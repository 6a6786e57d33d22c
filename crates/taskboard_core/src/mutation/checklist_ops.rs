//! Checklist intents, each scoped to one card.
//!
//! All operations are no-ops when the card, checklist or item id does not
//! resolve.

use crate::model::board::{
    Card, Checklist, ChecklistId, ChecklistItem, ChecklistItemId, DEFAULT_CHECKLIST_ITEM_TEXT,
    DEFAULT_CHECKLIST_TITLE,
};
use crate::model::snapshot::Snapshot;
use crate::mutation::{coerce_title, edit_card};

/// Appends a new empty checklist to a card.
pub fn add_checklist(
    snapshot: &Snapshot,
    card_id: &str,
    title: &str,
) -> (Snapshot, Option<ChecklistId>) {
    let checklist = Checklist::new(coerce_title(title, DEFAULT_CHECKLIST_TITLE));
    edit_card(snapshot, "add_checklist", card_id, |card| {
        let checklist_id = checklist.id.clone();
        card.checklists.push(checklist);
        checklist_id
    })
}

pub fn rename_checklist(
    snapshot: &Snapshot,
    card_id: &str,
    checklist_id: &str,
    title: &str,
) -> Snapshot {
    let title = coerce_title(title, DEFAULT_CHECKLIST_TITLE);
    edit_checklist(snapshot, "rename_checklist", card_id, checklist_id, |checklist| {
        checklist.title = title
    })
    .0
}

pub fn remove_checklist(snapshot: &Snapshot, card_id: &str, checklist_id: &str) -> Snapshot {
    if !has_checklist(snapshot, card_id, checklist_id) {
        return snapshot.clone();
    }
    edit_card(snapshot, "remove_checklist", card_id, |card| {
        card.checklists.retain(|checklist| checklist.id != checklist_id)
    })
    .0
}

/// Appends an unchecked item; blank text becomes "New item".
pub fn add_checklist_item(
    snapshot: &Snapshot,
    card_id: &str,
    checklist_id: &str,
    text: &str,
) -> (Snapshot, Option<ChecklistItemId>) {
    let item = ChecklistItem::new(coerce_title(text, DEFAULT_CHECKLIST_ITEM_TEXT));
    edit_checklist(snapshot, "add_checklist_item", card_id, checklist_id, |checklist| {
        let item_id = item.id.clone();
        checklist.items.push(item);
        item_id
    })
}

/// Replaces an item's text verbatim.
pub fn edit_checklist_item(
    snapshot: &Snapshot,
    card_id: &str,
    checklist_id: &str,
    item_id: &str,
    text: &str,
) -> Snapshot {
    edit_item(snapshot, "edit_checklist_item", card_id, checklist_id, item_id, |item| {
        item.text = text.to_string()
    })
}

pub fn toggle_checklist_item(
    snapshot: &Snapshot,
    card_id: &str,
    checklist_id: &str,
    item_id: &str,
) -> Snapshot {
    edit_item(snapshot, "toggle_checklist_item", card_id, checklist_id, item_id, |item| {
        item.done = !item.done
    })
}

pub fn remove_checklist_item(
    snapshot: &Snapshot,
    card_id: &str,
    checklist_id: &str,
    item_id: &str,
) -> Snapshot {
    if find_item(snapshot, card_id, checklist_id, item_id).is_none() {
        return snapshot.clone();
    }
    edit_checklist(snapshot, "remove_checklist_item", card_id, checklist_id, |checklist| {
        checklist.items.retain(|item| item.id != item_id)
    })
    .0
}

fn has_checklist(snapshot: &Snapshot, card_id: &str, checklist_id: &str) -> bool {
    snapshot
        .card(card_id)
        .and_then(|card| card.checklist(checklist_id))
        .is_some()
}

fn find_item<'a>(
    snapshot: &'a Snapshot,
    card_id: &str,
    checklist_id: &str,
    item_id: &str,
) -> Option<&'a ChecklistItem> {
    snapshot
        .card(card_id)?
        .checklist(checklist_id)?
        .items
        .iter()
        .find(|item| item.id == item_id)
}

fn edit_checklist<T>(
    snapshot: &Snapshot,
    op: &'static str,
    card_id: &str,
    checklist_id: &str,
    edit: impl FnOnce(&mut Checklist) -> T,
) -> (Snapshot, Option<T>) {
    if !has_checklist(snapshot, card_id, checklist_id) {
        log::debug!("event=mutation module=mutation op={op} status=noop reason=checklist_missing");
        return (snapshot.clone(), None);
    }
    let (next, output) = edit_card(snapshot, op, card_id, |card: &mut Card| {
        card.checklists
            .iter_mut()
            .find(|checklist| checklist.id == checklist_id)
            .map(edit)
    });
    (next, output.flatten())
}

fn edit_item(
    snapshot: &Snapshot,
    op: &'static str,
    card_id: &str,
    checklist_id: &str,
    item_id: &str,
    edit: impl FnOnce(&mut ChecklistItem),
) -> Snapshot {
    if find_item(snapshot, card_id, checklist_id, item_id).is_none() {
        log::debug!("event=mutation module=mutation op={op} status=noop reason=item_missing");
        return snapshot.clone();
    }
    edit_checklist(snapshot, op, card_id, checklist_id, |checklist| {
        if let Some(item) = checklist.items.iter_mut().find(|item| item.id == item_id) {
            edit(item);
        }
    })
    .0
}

▶ _Prompt_: All of the records need to be returned exactly as they are.

▶ _Result of the exercise_:
repository 6a6786e57d33d22c
filename crates/taskboard_core/src/mutation/checklist_ops.rs
//! Checklist intents, each scoped to one card.
//!
//! All operations are no-ops when the card, checklist or item id does not
//! resolve.

use crate::model::board::{
    Card, Checklist, ChecklistId, ChecklistItem, ChecklistItemId, DEFAULT_CHECKLIST_ITEM_TEXT,
    DEFAULT_CHECKLIST_TITLE,
};
use crate::model::snapshot::Snapshot;
use crate::mutation::{coerce_title, edit_card};

/// Appends a new empty checklist to a card.
pub fn add_checklist(
    snapshot: &Snapshot,
    card_id: &str,
    title: &str,
) -> (Snapshot, Option<ChecklistId>) {
    let checklist = Checklist::new(coerce_title(title, DEFAULT_CHECKLIST_TITLE));
    edit_card(snapshot, "add_checklist", card_id, |card| {
        let checklist_id = checklist.id.clone();
        card.checklists.push(checklist);
        checklist_id
    })
}

pub fn rename_checklist(
    snapshot: &Snapshot,
    card_id: &str,
    checklist_id: &str,
    title: &str,
) -> Snapshot {
    let title = coerce_title(title, DEFAULT_CHECKLIST_TITLE);
    edit_checklist(snapshot, "rename_checklist", card_id, checklist_id, |checklist| {
        checklist.title = title
    })
    .0
}

pub fn remove_checklist(snapshot: &Snapshot, card_id: &str, checklist_id: &str) -> Snapshot {
    if !has_checklist(snapshot, card_id, checklist_id) {
        return snapshot.clone();
    }
    edit_card(snapshot, "remove_checklist", card_id, |card| {
        card.checklists.retain(|checklist| checklist.id != checklist_id)
    })
    .0
}

/// Appends an unchecked item; blank text becomes "New item".
pub fn add_checklist_item(
    snapshot: &Snapshot,
    card_id: &str,
    checklist_id: &str,
    text: &str,
) -> (Snapshot, Option<ChecklistItemId>) {
    let item = ChecklistItem::new(coerce_title(text, DEFAULT_CHECKLIST_ITEM_TEXT));
    edit_checklist(snapshot, "add_checklist_item", card_id, checklist_id, |checklist| {
        let item_id = item.id.clone();
        checklist.items.push(item);
        item_id
    })
}

/// Replaces an item's text verbatim.
pub fn edit_checklist_item(
    snapshot: &Snapshot,
    card_id: &str,
    checklist_id: &str,
    item_id: &str,
    text: &str,
) -> Snapshot {
    edit_item(snapshot, "edit_checklist_item", card_id, checklist_id, item_id, |item| {
        item.text = text.to_string()
    })
}

pub fn toggle_checklist_item(
    snapshot: &Snapshot,
    card_id: &str,
    checklist_id: &str,
    item_id: &str,
) -> Snapshot {
    edit_item(snapshot, "toggle_checklist_item", card_id, checklist_id, item_id, |item| {
        item.done = !item.done
    })
}

pub fn remove_checklist_item(
    snapshot: &Snapshot,
    card_id: &str,
    checklist_id: &str,
    item_id: &str,
) -> Snapshot {
    if find_item(snapshot, card_id, checklist_id, item_id).is_none() {
        return snapshot.clone();
    }
    edit_checklist(snapshot, "remove_checklist_item", card_id, checklist_id, |checklist| {
        checklist.items.retain(|item| item.id != item_id)
    })
    .0
}

fn has_checklist(snapshot: &Snapshot, card_id: &str, checklist_id: &str) -> bool {
    snapshot
        .card(card_id)
        .and_then(|card| card.checklist(checklist_id))
        .is_some()
}

fn find_item<'a>(
    snapshot: &'a Snapshot,
    card_id: &str,
    checklist_id: &str,
    item_id: &str,
) -> Option<&'a ChecklistItem> {
    snapshot
        .card(card_id)?
        .checklist(checklist_id)?
        .items
        .iter()
        .find(|item| item.id == item_id)
}

fn edit_checklist<T>(
    snapshot: &Snapshot,
    op: &'static str,
    card_id: &str,
    checklist_id: &str,
    edit: impl FnOnce(&mut Checklist) -> T,
) -> (Snapshot, Option<T>) {
    if !has_checklist(snapshot, card_id, checklist_id) {
        log::debug!("event=mutation module=mutation op={op} status=noop reason=checklist_missing");
        return (snapshot.clone(), None);
    }
    let (next, output) = edit_card(snapshot, op, card_id, |card: &mut Card| {
        card.checklists
            .iter_mut()
            .find(|checklist| checklist.id == checklist_id)
            .map(edit)
    });
    (next, output.flatten())
}

fn edit_item(
    snapshot: &Snapshot,
    op: &'static str,
    card_id: &str,
    checklist_id: &str,
    item_id: &str,
    edit: impl FnOnce(&mut ChecklistItem),
) -> Snapshot {
    if find_item(snapshot, card_id, checklist_id, item_id).is_none() {
        log::debug!("event=mutation module=mutation op={op} status=noop reason=item_missing");
        return snapshot.clone();
    }
    edit_checklist(snapshot, op, card_id, checklist_id, |checklist| {
        if let Some(item) = checklist.items.iter_mut().find(|item| item.id == item_id) {
            edit(item);
        }
    })
    .0
}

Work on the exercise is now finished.